XRP funds bled $3.9 million Tuesday, extending outflows to four consecutive sessions. That said, the pace slowed from Monday’s larger withdrawals. Selling pressure easing, not accelerating. XRP traded at $1.38 at time of writing, down 5% over 30 days.
Bloomberg ETF analyst James Seyffart noted XRP ETFs have held up well despite volatility. Cumulative inflows since launch: $1.4 billion. That’s not bad for an asset that’s dropped 5% in a month. Retail stayed committed.

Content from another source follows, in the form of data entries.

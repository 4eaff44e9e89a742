//! User lifecycle endpoints.
//!
//! ```text
//! POST   /api/v1/users        {"name":"fulano","age":30}
//! GET    /api/v1/users
//! GET    /api/v1/users/{id}
//! PUT    /api/v1/users/{id}   {"name":"fulano","age":31}
//! DELETE /api/v1/users/{id}
//! ```

use actix_web::{HttpResponse, delete, get, post, put, web};
use serde::{Deserialize, Serialize};
use utoipa::ToSchema;
use uuid::Uuid;

use crate::domain::ports::UserProfileRequest;
use crate::domain::{Error, User};
use crate::inbound::http::ApiResult;
use crate::inbound::http::state::HttpState;
use crate::inbound::http::validation::{USER_ID, parse_user_id};

/// Body for creating or replacing a user.
///
/// Both fields are optional at the wire level so that missing values are
/// reported as field violations rather than decoding errors.
#[derive(Debug, Clone, Default, Deserialize, Serialize, ToSchema)]
#[serde(rename_all = "camelCase")]
pub struct UserRequest {
    #[schema(example = "fulano")]
    pub name: Option<String>,
    #[schema(example = 30)]
    pub age: Option<i64>,
}

impl From<UserRequest> for UserProfileRequest {
    fn from(value: UserRequest) -> Self {
        Self {
            name: value.name,
            age: value.age,
        }
    }
}

/// User as returned by the API.
#[derive(Debug, Clone, PartialEq, Eq, Deserialize, Serialize, ToSchema)]
#[serde(rename_all = "camelCase")]
pub struct UserResponse {
    pub id: Uuid,
    #[schema(example = "fulano")]
    pub name: String,
    #[schema(example = 30)]
    pub age: u32,
}

impl From<User> for UserResponse {
    fn from(user: User) -> Self {
        Self {
            id: *user.id().as_uuid(),
            name: user.display_name().to_string(),
            age: user.age().value(),
        }
    }
}

/// Create a user.
#[utoipa::path(
    post,
    path = "/api/v1/users",
    request_body = UserRequest,
    responses(
        (status = 201, description = "User created", body = UserResponse),
        (status = 400, description = "Malformed body", body = Error),
        (status = 422, description = "Validation Error", body = Error)
    ),
    tags = ["users"],
    operation_id = "createUser"
)]
#[post("/users")]
pub async fn create_user(
    state: web::Data<HttpState>,
    payload: web::Json<UserRequest>,
) -> ApiResult<HttpResponse> {
    let user = state.users.create(payload.into_inner().into()).await?;
    Ok(HttpResponse::Created().json(UserResponse::from(user)))
}

/// List every user in creation order.
#[utoipa::path(
    get,
    path = "/api/v1/users",
    responses((status = 200, description = "Users", body = [UserResponse])),
    tags = ["users"],
    operation_id = "listUsers"
)]
#[get("/users")]
pub async fn list_users(state: web::Data<HttpState>) -> ApiResult<web::Json<Vec<UserResponse>>> {
    let users = state.users.list_all().await?;
    Ok(web::Json(users.into_iter().map(UserResponse::from).collect()))
}

/// Fetch one user.
#[utoipa::path(
    get,
    path = "/api/v1/users/{id}",
    params(("id" = Uuid, Path, description = "User id")),
    responses(
        (status = 200, description = "User", body = UserResponse),
        (status = 404, description = "Unknown user", body = Error)
    ),
    tags = ["users"],
    operation_id = "getUser"
)]
#[get("/users/{id}")]
pub async fn get_user(
    state: web::Data<HttpState>,
    path: web::Path<String>,
) -> ApiResult<web::Json<UserResponse>> {
    let id = parse_user_id(&path, USER_ID)?;
    let user = state.users.get(&id).await?;
    Ok(web::Json(user.into()))
}

/// Replace a user's name and age.
#[utoipa::path(
    put,
    path = "/api/v1/users/{id}",
    params(("id" = Uuid, Path, description = "User id")),
    request_body = UserRequest,
    responses(
        (status = 204, description = "User updated"),
        (status = 404, description = "Unknown user", body = Error),
        (status = 422, description = "Validation Error", body = Error)
    ),
    tags = ["users"],
    operation_id = "updateUser"
)]
#[put("/users/{id}")]
pub async fn update_user(
    state: web::Data<HttpState>,
    path: web::Path<String>,
    payload: web::Json<UserRequest>,
) -> ApiResult<HttpResponse> {
    let id = parse_user_id(&path, USER_ID)?;
    state.users.update(&id, payload.into_inner().into()).await?;
    Ok(HttpResponse::NoContent().finish())
}

/// Delete a user with all their follower edges and posts.
#[utoipa::path(
    delete,
    path = "/api/v1/users/{id}",
    params(("id" = Uuid, Path, description = "User id")),
    responses(
        (status = 204, description = "User deleted"),
        (status = 404, description = "Unknown user", body = Error)
    ),
    tags = ["users"],
    operation_id = "deleteUser"
)]
#[delete("/users/{id}")]
pub async fn delete_user(
    state: web::Data<HttpState>,
    path: web::Path<String>,
) -> ApiResult<HttpResponse> {
    let id = parse_user_id(&path, USER_ID)?;
    state.users.delete(&id).await?;
    Ok(HttpResponse::NoContent().finish())
}

#[cfg(test)]
mod tests;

Goldman Sachs: Largest XRP Holder
Here’s the interesting bit. Goldman Sachs emerged as the largest XRP ETF holder. As of December 31, the investment bank held around $154 million in XRP ETFs. Millennium Management held $23 million. Logan Stone Capital held $5.3 million. Goldman dwarfs the competition.
That tells you something about institutional appetite for altcoin exposure. XRP ETFs are largely retail-driven—only 15.9% of assets under management show up in 13F filings, per Seyffart’s breakdown. Compare that to Solana ETFs at 48.8% institutional ownership. SOL funds skew institutional. XRP skews retail. Bitcoin and Ethereum fall in the middle: 24% and 27% disclosed in filings, respectively.
The bitcoin etf inflow trend sits apart from altcoins. Bitcoin funds absorbed $251 million Tuesday. Ethereum took in $12.6 million. Solana: flat. XRP: bleeding. The divergence suggests capital is flowing to the most established asset whilst alts face redemptions or apathy.
What the Data Shows
Strong ETF demand doesn’t always mean immediate price strength. I traded derivatives for a decade—lag between flows and price action is common. ETFs buy, but that capital takes time to hit the market. Authorized participants create shares, purchase Bitcoin, settle transactions. Not instant.
March inflows erased February outflows completely. $1.56 billion in versus $576.6 million out. Net positive: $983.4 million over two months. That’s real capital, not paper gains. Institutions and retail alike are buying the dip—or at least, not selling the rip.
This bitcoin etf inflow strength matters because it provides a floor. When price tests $69,400 and ETFs still see $251 million inflows, that’s buying interest independent of momentum. Conviction, not FOMO. Same thing happened in Q4 2023 before the January rally.
Retail Versus Institutional
Seyffart’s 13F breakdown highlights a critical split. Bitcoin ETFs see 24% institutional ownership. That means 76% is retail or unreported. Retail drives most Bitcoin ETF demand—at least, the demand that doesn’t show up in quarterly filings.
XRP ETFs at 15.9% institutional tells you retail is gambling on altcoin beta. Solana at 48.8% institutional suggests smart money sees SOL as the alt with legs. Ethereum at 27% sits close to Bitcoin—established, liquid, institutional-acceptable.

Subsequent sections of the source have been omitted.